Mok noted that osimertinib was approved by the FDA in November 2015 for patients with EGFR T790M—positive NSCLC and that although this was only a preliminary approval, osimertinib results from the phase III AURA 3 study could be practice-changing.

AstraZeneca announced in July 2016 that osimertinib demonstrated superior PFS compared to standard platinum-based doublet chemotherapy. Osimertinib was tested as a second-line treatment in more than 400 patients with EGFR T790M-positive locally-advanced or metastatic NSCLC whose disease had progressed following first-line EGFR TKI therapy. Formal results are expected in December and Mok said that the data will be positive and most likely “practice-changing.”

He said oncologists should consider it an obligation now to test for T790M in all patients who progress on first-line EGFR TKI treatment. Mok said the AURA 1 study showed that the plasma cfDNA test had high sensitivity and specificity for T790M, but he noted that false-positives were high at 31% for T790M, which he described as “a bit scary.” Even so, he said, the tumor positive group had a response rate of 62% and the plasma positive group had a 63% response rate, so “at least doctors can tell a patient who is plasma positive that they will get a response from osimertinib.”

Such results beg the question of what happens to patients who are plasma positive and tumor negative, Mok said. “Are they truly false-positive?” Further analysis of AURA 1 data showed that of 18 “false-positive patients,” 14 were truly positive.

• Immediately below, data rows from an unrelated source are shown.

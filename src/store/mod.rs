//! Document store collaborator
//!
//! The core persists each RFI aggregate as one opaque document. The store
//! is the sole serialization point for aggregate mutations: updates are
//! compared-and-swapped on the aggregate's sequence number, so at most one
//! concurrent writer succeeds.

pub mod memory;
pub mod postgres;

pub use memory::MemoryStore;
pub use postgres::PgDocumentStore;

use uuid::Uuid;

use crate::aggregate::RfiAggregate;

/// Errors that can occur in the document store
#[derive(Debug, thiserror::Error)]
pub enum StoreError {
    /// Optimistic concurrency conflict
    #[error("Write conflict for RFI {id}: expected seq {expected}, found {found}")]
    Conflict { id: Uuid, expected: i64, found: i64 },

    /// Insert for an ID that already exists
    #[error("RFI already exists: {0}")]
    AlreadyExists(Uuid),

    /// Update for an ID with no stored document
    #[error("RFI not found: {0}")]
    NotFound(Uuid),

    /// Database error
    #[error("Database error: {0}")]
    Database(#[from] sqlx::Error),

    /// Serialization error
    #[error("Serialization error: {0}")]
    Serialization(#[from] serde_json::Error),
}

impl StoreError {
    /// Check if this error is a concurrency conflict
    pub fn is_conflict(&self) -> bool {
        matches!(self, StoreError::Conflict { .. })
    }
}

/// Durable persistence for RFI aggregates.
#[async_trait::async_trait]
pub trait DocumentStore: Send + Sync {
    /// Persist a brand-new aggregate.
    async fn insert(&self, rfi: &RfiAggregate) -> Result<(), StoreError>;

    /// Persist a mutated aggregate. The write succeeds only if the stored
    /// sequence number still equals `rfi.seq()`; the stored document gets
    /// the next sequence number.
    async fn update(&self, rfi: &RfiAggregate) -> Result<(), StoreError>;

    async fn find_by_id(&self, id: Uuid) -> Result<Option<RfiAggregate>, StoreError>;

    /// All aggregates, oldest first.
    async fn list(&self) -> Result<Vec<RfiAggregate>, StoreError>;
}
//! Common test utilities
//!
//! Memory-backed environment wiring the handlers to in-process
//! collaborators: a `MemoryStore`, a `MemoryDirectory`, and a
//! `RecordingMailer` behind a real dispatcher worker.

use std::sync::Arc;
use std::time::Duration;

use tokio::task::JoinHandle;
use uuid::Uuid;

use rfi_concierge::directory::MemoryDirectory;
use rfi_concierge::domain::{Category, OperationContext, UserKind, UserProfile};
use rfi_concierge::handlers::{DiscoveryDayParams, RfiFields};
use rfi_concierge::notify::{Dispatcher, NotificationIntent, RecordingMailer};
use rfi_concierge::store::MemoryStore;

pub struct TestEnv {
    pub store: Arc<MemoryStore>,
    pub directory: Arc<MemoryDirectory>,
    pub dispatcher: Dispatcher,
    pub ops_mailbox: String,
    mailer: Arc<RecordingMailer>,
    worker: JoinHandle<()>,
}

impl TestEnv {
    pub fn new() -> Self {
        let mailer = Arc::new(RecordingMailer::new());
        let (dispatcher, worker) = Dispatcher::spawn(mailer.clone(), Duration::from_secs(1));

        Self {
            store: Arc::new(MemoryStore::new()),
            directory: Arc::new(MemoryDirectory::new()),
            dispatcher,
            ops_mailbox: "ops@example.gov".to_string(),
            mailer,
            worker,
        }
    }

    /// Shut the dispatcher down and return every delivered notification.
    ///
    /// The worker exits only once all `Dispatcher` clones are gone, so
    /// handlers holding one must be dropped before calling this.
    pub async fn drain(self) -> Vec<NotificationIntent> {
        drop(self.dispatcher);
        self.worker.await.expect("notification worker panicked");
        self.mailer.sent()
    }

    pub fn seed_user(
        &self,
        kind: UserKind,
        name: &str,
        email: &str,
        interest_categories: Vec<Category>,
    ) -> Uuid {
        let id = Uuid::new_v4();
        self.directory.add(UserProfile {
            id,
            name: name.to_string(),
            email: email.to_string(),
            kind,
            interest_categories,
        });
        id
    }

    pub fn seed_buyer(&self) -> Uuid {
        self.seed_user(UserKind::Buyer, "Buyer", "buyer@gov.example", Vec::new())
    }

    pub fn seed_staff(&self) -> Uuid {
        self.seed_user(
            UserKind::ProgramStaff,
            "Staff",
            "staff@gov.example",
            Vec::new(),
        )
    }

    pub fn seed_vendor(&self, email: &str, interest_categories: Vec<Category>) -> Uuid {
        self.seed_user(UserKind::Vendor, "Vendor Co", email, interest_categories)
    }
}

pub fn context_for(user: Uuid) -> OperationContext {
    OperationContext::new()
        .with_acting_user(user)
        .with_correlation_id(Uuid::new_v4())
}

/// Valid RFI fields with a far-future closing and no discovery day.
pub fn sample_fields(buyer: Uuid, staff: Uuid) -> RfiFields {
    RfiFields {
        rfi_number: "RFI-2099-001".to_string(),
        title: "Network modernization".to_string(),
        entity: "Ministry of Infrastructure".to_string(),
        description: "Seeking vendor input on network modernization".to_string(),
        categories: vec!["network_infrastructure".to_string()],
        closing_date: "2099-06-01".to_string(),
        closing_time: "17:00".to_string(),
        grace_period_days: 2,
        discovery_day: None,
        attachments: Vec::new(),
        buyer_contact: buyer,
        program_staff_contact: staff,
    }
}

pub fn discovery_day(date: &str, time: &str, venue: &str, remote_access: &str) -> DiscoveryDayParams {
    DiscoveryDayParams {
        date: date.to_string(),
        time: time.to_string(),
        venue: venue.to_string(),
        remote_access: remote_access.to_string(),
    }
}
//! Lifecycle status derivation
//!
//! Pure point-in-time mapping from timestamps to a lifecycle status. Safe to
//! call repeatedly; deterministic for identical inputs, so callers may cache
//! the result alongside query responses.

use chrono::{DateTime, Duration, Utc};

/// Lifecycle status of an RFI at a point in time.
#[derive(Debug, Clone, Copy, PartialEq, Eq, serde::Serialize, serde::Deserialize)]
#[serde(rename_all = "snake_case")]
pub enum RfiStatus {
    Unpublished,
    Open,
    /// Past closing but still within the grace window; late responses are
    /// accepted. Operators see this distinctly from `Expired`; ordinary
    /// users treat both as not-open.
    Closed,
    Expired,
}

impl std::fmt::Display for RfiStatus {
    fn fmt(&self, f: &mut std::fmt::Formatter<'_>) -> std::fmt::Result {
        let s = match self {
            RfiStatus::Unpublished => "unpublished",
            RfiStatus::Open => "open",
            RfiStatus::Closed => "closed",
            RfiStatus::Expired => "expired",
        };
        write!(f, "{}", s)
    }
}

/// Derive the lifecycle status at `now`.
pub fn derive_status(
    now: DateTime<Utc>,
    published_at: Option<DateTime<Utc>>,
    closing_at: DateTime<Utc>,
    grace_period_days: u32,
) -> RfiStatus {
    if published_at.is_none() {
        return RfiStatus::Unpublished;
    }

    if now < closing_at {
        RfiStatus::Open
    } else if now < closing_at + Duration::days(i64::from(grace_period_days)) {
        RfiStatus::Closed
    } else {
        RfiStatus::Expired
    }
}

The Cobas 4800 plasma ctDNA test earned praise from Mok, who said he considered it practice-changing based on strong results.

Finally, the J-ALEX phase III trial stands out for its primary endpoint PFS data which, Mok described as “transcendentally different.” At 24 months, the median PFS was not yet reached in the alectinib group versus 10.2 months for the crizotinib arm (HR, 0.34; 99.68% CI, 0.17-0.71; P <.0001).

But Mok said CNS control remains unclear and that further results due from ALEX would help resolve the debate. “Understanding the endpoint in time to CNS progression was not well captured in J-ALEX,” he said, adding that he remains confident that the findings will be practice-changing.